As the example shows, the typematch
construct always requires a default case.
This is because Flix has infinitely many types, and a typematch
cannot cover
all of them.
A type match can also inspect more complex types, as the following example shows:
def inspect(x: a): String = typematch x {
case _: List[Int32] => "x is a list of integers"
case _: List[String] => "x is a list of strings"
case _: _ => "x is something else"
}
def main(): Unit \ IO =
println(inspect(1 :: 2 :: 3 :: Nil));
println(inspect("abc" :: "def" :: Nil));
println(inspect(false))
We can also bind values with type match, as the following example shows:
def inspect(x: a): String = typematch x {
case i: Int32 => "${i * i}"
case s: String => String.toUpperCase(s)
case _: _ => "-"
}
def main(): Unit \ IO =
println(inspect(12345));
println(inspect("abc"));
println(inspect(false))
Warning: While type match is a powerful meta-programming construct, it should be sparingly and with great care.

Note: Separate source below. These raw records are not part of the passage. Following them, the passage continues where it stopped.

impl DeltaIndex {
    /// Creates a mutable delta index.
    pub fn new(
        zone_count: u32,
        list_count: u32,
        mean_delta: u32,
        payload_bits: u32,
        memory_size: u64,
        tag: u8,
    ) -> Result<Self> {
        let lists_per_zone = list_count.div_ceil(zone_count);
        let mut zones = Vec::with_capacity(zone_count as usize);

        for z in 0..zone_count {
            let first_list = z * lists_per_zone;
            if list_count <= first_list {
                return Err(KestrelError::InvalidArgument(format!(
                    "{} delta lists not enough for {} zones",
                    list_count, zone_count
                )));
            }
            let lists_in_zone = if z == zone_count - 1 {
                list_count - first_list
            } else {
                lists_per_zone
            };
            zones.push(DeltaZone::new(
                zone_memory_size(zone_count, memory_size),
                first_list,
                lists_in_zone,
                mean_delta,
                payload_bits,
                tag,
            ));
        }

        Ok(Self {
            zones,
            zone_count,
            list_count,
            lists_per_zone,
            tag,
        })
    }

    /// Empties every list in every zone.
    pub fn reset(&mut self) {
        for zone in &mut self.zones {
            zone.reset();
        }
    }

    pub fn zone_count(&self) -> u32 {
        self.zone_count
    }

    pub fn list_count(&self) -> u32 {
        self.list_count
    }

    pub fn lists_per_zone(&self) -> u32 {
        self.lists_per_zone
    }

    /// Maps a global list number to (zone index, zone-local list number).
    pub fn zone_for_list(&self, list_number: u32) -> Result<(usize, u32)> {
        if list_number >= self.list_count {
            return Err(KestrelError::CorruptData(format!(
                "delta list number {} out of range {}",
                list_number, self.list_count
            )));
        }
        let zone = (list_number / self.lists_per_zone) as usize;
        Ok((zone, list_number - self.zones[zone].first_list))
    }

    pub fn zone(&self, zone: usize) -> &DeltaZone {
        &self.zones[zone]
    }

    pub fn zone_mut(&mut self, zone: usize) -> &mut DeltaZone {
        &mut self.zones[zone]
    }

    /// Finds the first entry with a key not less than `key` in a global
    /// list, resolving collisions by name when one is supplied.
    pub fn get_entry(
        &mut self,
        list_number: u32,
        key: u32,
        name: Option<&RecordName>,
    ) -> Result<DeltaEntry> {
        let (zone, local) = self.zone_for_list(list_number)?;
        let mut entry = self.zones[zone].get_entry(local, key, name)?;
        entry.zone_index = zone as u32;
        Ok(entry)
    }

    /// Creates an entry through a cursor returned by [`Self::get_entry`].
    pub fn put_entry(
        &mut self,
        entry: &mut DeltaEntry,
        key: u32,
        value: u32,
        name: Option<&RecordName>,
    ) -> Result<()> {
        self.zones[entry.zone_index as usize].put_entry(entry, key, value, name)
    }

    /// Removes the entry under the cursor.
    pub fn remove_entry(&mut self, entry: &mut DeltaEntry) -> Result<()> {
        self.zones[entry.zone_index as usize].remove_entry(entry)
    }

    /// Returns the payload of the entry under the cursor.
    pub fn entry_value(&self, entry: &DeltaEntry) -> u32 {
        self.zones[entry.zone_index as usize].entry_value(entry)
    }

    /// Overwrites the payload of the entry under the cursor.
    pub fn set_entry_value(&mut self, entry: &DeltaEntry, value: u32) -> Result<()> {
        self.zones[entry.zone_index as usize].set_entry_value(entry, value)
    }

    /// Returns aggregate statistics across all zones.
    pub fn stats(&self) -> DeltaIndexStats {
        let mut stats = DeltaIndexStats::default();
        for zone in &self.zones {
            stats.record_count += zone.record_count;
            stats.collision_count += zone.collision_count;
            stats.discard_count += zone.discard_count;
            stats.overflow_count += zone.overflow_count;
            stats.rebalance_count += zone.rebalance_count;
            stats.list_count += zone.list_count as u64;
            stats.memory_allocated += zone.memory_allocated();
        }
        stats
    }
}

A typical legitimate use case for type match is when we want to work around
limitations imposed by the JVM. For example, the Flix Standard Library use type
match to implement the Array.copyOfRange
function as shown below:
def copyOfRange(_: Region[r2], b: Int32, e: Int32, a: Array[a, r1]): ... =
typematch a {
case arr: Array[Int16, r1] =>
import static java.util.Arrays.copyOfRange(Array[Int16, r1], Int32, Int32): ...
...
case arr: Array[Int32, r1] =>
import static java.util.Arrays.copyOfRange(Array[Int32, r1], Int32, Int32): ...
...
// ... additional cases ...
}
Here type match allows us to call the right overloaded version of
java.util.Arrays.copyOfRange
. Thus Flix programmers can use our version of
copyOfRange
(i.e., Array.copyOfRange
) while underneath the hood, we always
call the most efficient Java version.